2. Department of Immunology, H. Lee Moffitt Cancer Center and Research Institute , 12902 Magnolia Drive, Tampa, FL 33612, United States

3. Department of Microbiology and Immunology, Loyola University Chicago , 2160 S. First Ave, Maywood, IL 60153 , United States

Abstract

Abstract The role of natural killer group 2D (NKG2D) in peripheral T cells as a costimulatory receptor is well established. However, its contribution to T cell thymic education and functional imprint is unknown.
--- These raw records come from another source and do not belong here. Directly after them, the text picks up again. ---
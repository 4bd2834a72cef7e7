use image::{GrayImage, Luma, Rgb, RgbImage};
use palette::{Clamp, IntoColor, Lab, LinSrgb, Srgb};
use crate::{error::Result, traits::ImageEnhancer};

/// Contrast-limited adaptive histogram equalization on the CIELAB lightness channel
#[derive(Debug, Clone)]
pub struct ClaheEnhancer {
    pub clip_limit: f32,
    pub tile_grid: u32,
}

impl Default for ClaheEnhancer {
    fn default() -> Self {
        Self {
            clip_limit: 2.5,
            tile_grid: 8,
        }
    }
}

impl ImageEnhancer for ClaheEnhancer {
    fn enhance(&self, image: &RgbImage) -> Result<RgbImage> {
        let (width, height) = image.dimensions();
        let lab: Vec<Lab> = image.pixels().map(|p| rgb_to_lab(p.0)).collect();

        let lightness = GrayImage::from_fn(width, height, |x, y| {
            let l = lab[(y * width + x) as usize].l;
            Luma([(l * 255.0 / 100.0).round().clamp(0.0, 255.0) as u8])
        });
        let equalized = clahe(&lightness, self.clip_limit, self.tile_grid);

        Ok(RgbImage::from_fn(width, height, |x, y| {
            let Lab { a, b, .. } = lab[(y * width + x) as usize];
            let l = equalized.get_pixel(x, y)[0] as f32 * 100.0 / 255.0;
            Rgb(lab_to_rgb(Lab::new(l, a, b)))
        }))
    }
}

/// 3x3 sharpening convolution
#[derive(Debug, Clone)]
pub struct SharpenEnhancer {
    pub kernel: [f32; 9],
}

impl Default for SharpenEnhancer {
    fn default() -> Self {
        Self {
            kernel: [-1.0, -1.0, -1.0, -1.0, 9.0, -1.0, -1.0, -1.0, -1.0],
        }
    }
}

impl ImageEnhancer for SharpenEnhancer {
    fn enhance(&self, image: &RgbImage) -> Result<RgbImage> {
        Ok(imageproc::filter::filter3x3::<_, f32, u8>(image, &self.kernel))
    }
}

/// Gaussian blur for smoothing sharpening artifacts
#[derive(Debug, Clone)]
pub struct GaussianBlurEnhancer {
    pub sigma: f32,
}

impl Default for GaussianBlurEnhancer {
    fn default() -> Self {
        // Sigma OpenCV derives for a 3x3 kernel
        Self { sigma: 0.8 }
    }
}

impl ImageEnhancer for GaussianBlurEnhancer {
    fn enhance(&self, image: &RgbImage) -> Result<RgbImage> {
        if self.sigma <= 0.0 {
            return Ok(image.clone());
        }
        Ok(imageproc::filter::gaussian_blur_f32(image, self.sigma))
    }
}

/// Contrast-limited adaptive histogram equalization of a grey image.
///
/// The image is split into `tile_grid` x `tile_grid` tiles, each tile's
/// histogram is clipped at `clip_limit` times the mean bin height with the
/// excess spread evenly over all bins, and each pixel is mapped through the
/// bilinear blend of its four nearest tile lookup tables. A non-positive
/// `clip_limit` disables clipping (plain adaptive equalization).
pub fn clahe(image: &GrayImage, clip_limit: f32, tile_grid: u32) -> GrayImage {
    let (width, height) = image.dimensions();
    if width == 0 || height == 0 {
        return image.clone();
    }

    let tile_grid = tile_grid.max(1);
    let tile_w = width.div_ceil(tile_grid);
    let tile_h = height.div_ceil(tile_grid);
    let tiles_x = width.div_ceil(tile_w);
    let tiles_y = height.div_ceil(tile_h);

    let mut luts = Vec::with_capacity((tiles_x * tiles_y) as usize);
    for ty in 0..tiles_y {
        for tx in 0..tiles_x {
            let (x0, y0) = (tx * tile_w, ty * tile_h);
            let (x1, y1) = ((x0 + tile_w).min(width), (y0 + tile_h).min(height));

            let mut histogram = [0u32; 256];
            for y in y0..y1 {
                for x in x0..x1 {
                    histogram[image.get_pixel(x, y)[0] as usize] += 1;
                }
            }
            luts.push(tile_lut(&mut histogram, (x1 - x0) * (y1 - y0), clip_limit));
        }
    }

    let lut = |tx: u32, ty: u32| &luts[(ty * tiles_x + tx) as usize];

    let mut output = GrayImage::new(width, height);
    for (x, y, pixel) in output.enumerate_pixels_mut() {
        let value = image.get_pixel(x, y)[0] as usize;

        let gx = (x as f32 + 0.5) / tile_w as f32 - 0.5;
        let gy = (y as f32 + 0.5) / tile_h as f32 - 0.5;
        let tx0 = (gx.floor() as i64).clamp(0, tiles_x as i64 - 1) as u32;
        let ty0 = (gy.floor() as i64).clamp(0, tiles_y as i64 - 1) as u32;
        let tx1 = (tx0 + 1).min(tiles_x - 1);
        let ty1 = (ty0 + 1).min(tiles_y - 1);
        let wx = (gx - tx0 as f32).clamp(0.0, 1.0);
        let wy = (gy - ty0 as f32).clamp(0.0, 1.0);

        let top = lut(tx0, ty0)[value] as f32 * (1.0 - wx) + lut(tx1, ty0)[value] as f32 * wx;
        let bottom = lut(tx0, ty1)[value] as f32 * (1.0 - wx) + lut(tx1, ty1)[value] as f32 * wx;
        let mapped = top * (1.0 - wy) + bottom * wy;

        *pixel = Luma([mapped.round().clamp(0.0, 255.0) as u8]);
    }

    output
}

fn tile_lut(histogram: &mut [u32; 256], area: u32, clip_limit: f32) -> [u8; 256] {
    if clip_limit > 0.0 {
        let limit = ((clip_limit * area as f32 / 256.0) as u32).max(1);

        let mut excess = 0u32;
        for bin in histogram.iter_mut() {
            if *bin > limit {
                excess += *bin - limit;
                *bin = limit;
            }
        }

        let batch = excess / 256;
        let residual = (excess % 256) as usize;
        for bin in histogram.iter_mut() {
            *bin += batch;
        }
        if residual > 0 {
            let step = (256 / residual).max(1);
            for i in (0..256).step_by(step).take(residual) {
                histogram[i] += 1;
            }
        }
    }

    let scale = 255.0 / area as f32;
    let mut lut = [0u8; 256];
    let mut cumulative = 0u32;
    for (i, &bin) in histogram.iter().enumerate() {
        cumulative += bin;
        lut[i] = (cumulative as f32 * scale).round().min(255.0) as u8;
    }
    lut
}

fn rgb_to_lab([r, g, b]: [u8; 3]) -> Lab {
    let linear: LinSrgb = Srgb::new(r, g, b).into_format::<f32>().into_linear();
    linear.into_color()
}

fn lab_to_rgb(lab: Lab) -> [u8; 3] {
    // Raising L can push saturated colours out of gamut
    let linear: LinSrgb = lab.into_color();
    let srgb: Srgb<f32> = Srgb::from_linear(linear.clamp());
    let srgb: Srgb<u8> = srgb.into_format();
    [srgb.red, srgb.green, srgb.blue]
}

#[cfg(test)]
mod tests {
    use super::*;

    fn gradient_image(width: u32, height: u32) -> RgbImage {
        RgbImage::from_fn(width, height, |x, y| {
            let v = (60 + (x + y) % 40) as u8;
            Rgb([v, v.saturating_add(10), v.saturating_sub(10)])
        })
    }

    #[test]
    fn test_lab_lightness_range() {
        assert!(rgb_to_lab([0, 0, 0]).l.abs() < 1e-3);
        assert!((rgb_to_lab([255, 255, 255]).l - 100.0).abs() < 1e-2);
    }

    #[test]
    fn test_out_of_gamut_lab_is_clamped() {
        let rgb = lab_to_rgb(Lab::new(100.0, 120.0, -120.0));
        assert_eq!(rgb[0], 255);
    }

    #[test]
    fn test_lab_round_trip() {
        for rgb in [[0u8, 0, 0], [255, 255, 255], [200, 30, 90], [12, 140, 77]] {
            let back = lab_to_rgb(rgb_to_lab(rgb));
            for c in 0..3 {
                assert!(
                    (back[c] as i32 - rgb[c] as i32).abs() <= 1,
                    "{rgb:?} came back as {back:?}"
                );
            }
        }
    }

    #[test]
    fn test_clahe_stretches_low_contrast() {
        let image = GrayImage::from_fn(64, 64, |x, _| Luma([100 + (x % 8) as u8]));
        let equalized = clahe(&image, 2.5, 8);

        let (min, max) = equalized
            .pixels()
            .fold((u8::MAX, u8::MIN), |(lo, hi), p| (lo.min(p[0]), hi.max(p[0])));
        assert!(max - min > 7, "Contrast should increase, got range {min}..{max}");
    }

    #[test]
    fn test_clahe_keeps_uniform_image_uniform() {
        let image = GrayImage::from_pixel(40, 32, Luma([90]));
        let equalized = clahe(&image, 2.5, 8);
        let first = equalized.get_pixel(0, 0)[0];
        assert!(equalized.pixels().all(|p| p[0] == first));
    }

    #[test]
    fn test_clahe_handles_images_smaller_than_grid() {
        let image = GrayImage::from_fn(3, 2, |x, y| Luma([(x * 40 + y * 20) as u8]));
        let equalized = clahe(&image, 2.5, 8);
        assert_eq!(equalized.dimensions(), (3, 2));
    }

    #[test]
    fn test_enhancers_preserve_dimensions() {
        let image = gradient_image(37, 23);
        let enhancers: Vec<Box<dyn ImageEnhancer>> = vec![
            Box::new(ClaheEnhancer::default()),
            Box::new(SharpenEnhancer::default()),
            Box::new(GaussianBlurEnhancer::default()),
        ];

        for enhancer in &enhancers {
            let output = enhancer.enhance(&image).expect("Should enhance");
            assert_eq!(output.dimensions(), image.dimensions());
        }
    }

    #[test]
    fn test_sharpen_leaves_flat_regions_alone() {
        let image = RgbImage::from_pixel(10, 10, Rgb([80, 120, 160]));
        let output = SharpenEnhancer::default().enhance(&image).expect("Should sharpen");
        assert_eq!(output.get_pixel(5, 5), &Rgb([80, 120, 160]));
    }

    #[test]
    fn test_zero_sigma_blur_is_identity() {
        let image = gradient_image(8, 8);
        let output = GaussianBlurEnhancer { sigma: 0.0 }.enhance(&image).expect("Should blur");
        assert_eq!(output, image);
    }
}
Here, we report significant changes in development, receptor signaling, transcriptional program, and function in T cells from mice lacking NKG2D signaling. In C57BL/6 (B6) and OT-I mice, we found that NKG2D deficiency results in Vβ chain usage changes and stagnation of the double-positive stage in thymic T cell development. We found that the expression of CD5 and CD45 in thymocytes from NKG2D deficient mice were reduced, indicating a direct influence of NKG2D on the strength of T cell receptor (TCR) signaling during the developmental stage of T cells. Depicting the functional consequences of NKG2D, peripheral OT-I NKG2D-deficient cells were unresponsive to ovalbumin peptide stimulation. Paradoxically, while αCD3/CD28 agonist antibodies led to phenotypic T cell activation, their ability to produce cytokines remained severely compromised. We found that OT-I NKG2D-deficient cells activate STAT5 in response to interleukin-15 but were unable to phosphorylate ERK or S6 upon TCR engagement, underpinning a defect in TCR signaling. Finally, we showed that NKG2D is expressed in mouse and human thymic T cells at the double-negative stage, suggesting an evolutionarily conserved function during T cell development. The data presented in this study indicate that NKG2D impacts thymic T cell development at a fundamental level by reducing the TCR threshold and affecting the functional imprint of the thymic progeny. In summary, understanding the impact of NKG2D on thymic T cell development and TCR signaling contributes to our knowledge of immune system regulation, immune dysregulation, and the design of immunotherapies.

Funder

VoLo Foundation

Publisher

Oxford University Press (OUP)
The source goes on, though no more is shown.